▶ _Problem to solve_
Lines that include the string "false" are the ones to copy from the entries below.

▶ _Dataset content_
mod beat;
mod cache;
mod client;
mod common;
mod config;
mod model;
mod proxy;

pub use client::NamingClient;
pub use common::NamingError;
pub use config::{
    ClientConfig, ClientConfigBuilder, NamingClientOptions, NamingClientOptionsBuilder,
    ServerConfig,
};
pub use model::{
    BeatInfo, BeatResponse, DeregisterInstanceParam, Instance, RegisterInstanceParam,
    SelectInstancesParam, ServiceInfo,
};
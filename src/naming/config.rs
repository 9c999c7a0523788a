use crate::naming::common::{
    DEFAULT_BEAT_INTERVAL_MS, DEFAULT_CONTEXT_PATH, DEFAULT_SERVER_PORT, DEFAULT_TIMEOUT_MS,
};
use crate::RegistryError;
use std::path::PathBuf;

/// Address of a single naming server.
#[derive(Debug, Clone, PartialEq)]
pub struct ServerConfig {
    ip_addr: String,
    port: u16,
    context_path: String,
    scheme: String,
}

impl ServerConfig {
    pub fn new(ip_addr: impl Into<String>, port: u16) -> Self {
        Self {
            ip_addr: ip_addr.into(),
            port,
            context_path: String::from(DEFAULT_CONTEXT_PATH),
            scheme: String::from("http"),
        }
    }

    pub fn with_context_path(mut self, context_path: impl Into<String>) -> Self {
        self.context_path = context_path.into();
        self
    }

    pub fn with_scheme(mut self, scheme: impl Into<String>) -> Self {
        self.scheme = scheme.into();
        self
    }

    pub fn ip_addr(&self) -> &str {
        &self.ip_addr
    }

    pub fn port(&self) -> u16 {
        self.port
    }

    pub fn context_path(&self) -> &str {
        &self.context_path
    }

    /// `scheme://ip:port/context`, without a trailing slash.
    pub fn base_url(&self) -> String {
        let path = self.context_path.trim_end_matches('/');
        let path = if path.is_empty() || path.starts_with('/') {
            path.to_string()
        } else {
            format!("/{}", path)
        };
        format!("{}://{}:{}{}", self.scheme, self.ip_addr, self.port, path)
    }
}

/// Client-side behaviour of the naming client.
#[derive(Debug, Clone)]
pub struct ClientConfig {
    namespace_id: String,
    timeout_ms: u64,
    beat_interval_ms: u64,
    update_cache_when_empty: bool,
    not_load_cache_at_start: bool,
    cache_dir: Option<PathBuf>,
}

impl Default for ClientConfig {
    fn default() -> Self {
        Self {
            namespace_id: String::new(),
            timeout_ms: DEFAULT_TIMEOUT_MS,
            beat_interval_ms: DEFAULT_BEAT_INTERVAL_MS,
            update_cache_when_empty: false,
            not_load_cache_at_start: false,
            cache_dir: None,
        }
    }
}

impl ClientConfig {
    pub fn builder() -> ClientConfigBuilder {
        ClientConfigBuilder::default()
    }

    pub fn namespace_id(&self) -> &str {
        &self.namespace_id
    }

    pub fn timeout_ms(&self) -> u64 {
        self.timeout_ms
    }

    pub fn beat_interval_ms(&self) -> u64 {
        self.beat_interval_ms
    }

    pub fn update_cache_when_empty(&self) -> bool {
        self.update_cache_when_empty
    }

    pub fn not_load_cache_at_start(&self) -> bool {
        self.not_load_cache_at_start
    }

    pub fn cache_dir(&self) -> Option<&PathBuf> {
        self.cache_dir.as_ref()
    }
}

#[derive(Debug, Default)]
pub struct ClientConfigBuilder {
    config: ClientConfig,
}

impl ClientConfigBuilder {
    pub fn with_namespace_id(mut self, namespace_id: impl Into<String>) -> Self {
        self.config.namespace_id = namespace_id.into();
        self
    }

    pub fn with_timeout_ms(mut self, timeout_ms: u64) -> Self {
        self.config.timeout_ms = timeout_ms;
        self
    }

    pub fn with_beat_interval_ms(mut self, beat_interval_ms: u64) -> Self {
        self.config.beat_interval_ms = beat_interval_ms;
        self
    }

    pub fn with_update_cache_when_empty(mut self, update: bool) -> Self {
        self.config.update_cache_when_empty = update;
        self
    }

    pub fn with_not_load_cache_at_start(mut self, not_load: bool) -> Self {
        self.config.not_load_cache_at_start = not_load;
        self
    }

    pub fn with_cache_dir(mut self, cache_dir: impl Into<PathBuf>) -> Self {
        self.config.cache_dir = Some(cache_dir.into());
        self
    }

    pub fn build(self) -> ClientConfig {
        self.config
    }
}

/// Everything needed to construct a `NamingClient`.
#[derive(Debug, Clone)]
pub struct NamingClientOptions {
    servers: Vec<ServerConfig>,
    client: ClientConfig,
}

#[derive(Default, Debug)]
pub struct NamingClientOptionsBuilder {
    servers: Vec<ServerConfig>,
    client: Option<ClientConfig>,
}

impl NamingClientOptionsBuilder {
    pub fn with_server(mut self, server: ServerConfig) -> Self {
        self.servers.push(server);
        self
    }

    pub fn with_servers<S: AsRef<[ServerConfig]>>(mut self, servers: S) -> Self {
        self.servers.extend(servers.as_ref().iter().cloned());
        self
    }

    pub fn with_client_config(mut self, client: ClientConfig) -> Self {
        self.client = Some(client);
        self
    }

    pub fn build(self) -> Result<NamingClientOptions, RegistryError> {
        if self.servers.is_empty() {
            return Err(RegistryError::InvalidArgument {
                error: String::from("At least one naming server must be configured"),
            });
        }

        Ok(NamingClientOptions {
            servers: self.servers,
            client: self.client.unwrap_or_default(),
        })
    }
}

impl NamingClientOptions {
    pub fn builder() -> NamingClientOptionsBuilder {
        NamingClientOptionsBuilder::default()
    }

    /// Options for a single server taken from the environment:
    /// `serverAddr`, `serverPort` and `namespace`.
    pub fn from_env() -> Result<Self, RegistryError> {
        let addr = env_or("serverAddr", "127.0.0.1");
        let port = match std::env::var("serverPort") {
            Ok(p) if !p.is_empty() => p.parse::<u16>().map_err(|e| {
                RegistryError::InvalidArgument {
                    error: format!("Invalid serverPort '{}': {}", p, e),
                }
            })?,
            _ => DEFAULT_SERVER_PORT,
        };
        let namespace = env_or("namespace", "");

        tracing::debug!(
            "Naming client options from environment: {}:{}, namespace '{}'",
            addr,
            port,
            namespace
        );

        Self::builder()
            .with_server(ServerConfig::new(addr, port))
            .with_client_config(ClientConfig::builder().with_namespace_id(namespace).build())
            .build()
    }

    pub fn servers(&self) -> &[ServerConfig] {
        &self.servers
    }

    pub fn client_config(&self) -> &ClientConfig {
        &self.client
    }
}

fn env_or(key: &str, default: &str) -> String {
    match std::env::var(key) {
        Ok(v) if !v.is_empty() => v,
        _ => default.to_string(),
    }
}

#[cfg(test)]
mod tests {
    use super::*;

    #[test]
    fn server_base_url() {
        let sc = ServerConfig::new("127.0.0.1", 8848);
        assert_eq!(sc.base_url(), "http://127.0.0.1:8848/nacos");

        let sc = ServerConfig::new("10.0.0.1", 80).with_context_path("nacos/");
        assert_eq!(sc.base_url(), "http://10.0.0.1:80/nacos");
    }

    #[test]
    fn options_require_server() {
        assert!(NamingClientOptions::builder().build().is_err());

        let options = NamingClientOptions::builder()
            .with_server(ServerConfig::new("127.0.0.1", 8848))
            .build()
            .unwrap();
        assert_eq!(options.client_config().timeout_ms(), DEFAULT_TIMEOUT_MS);
        assert!(!options.client_config().update_cache_when_empty());
    }
}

▶ _Completed exercise_
            update_cache_when_empty: false,
            not_load_cache_at_start: false,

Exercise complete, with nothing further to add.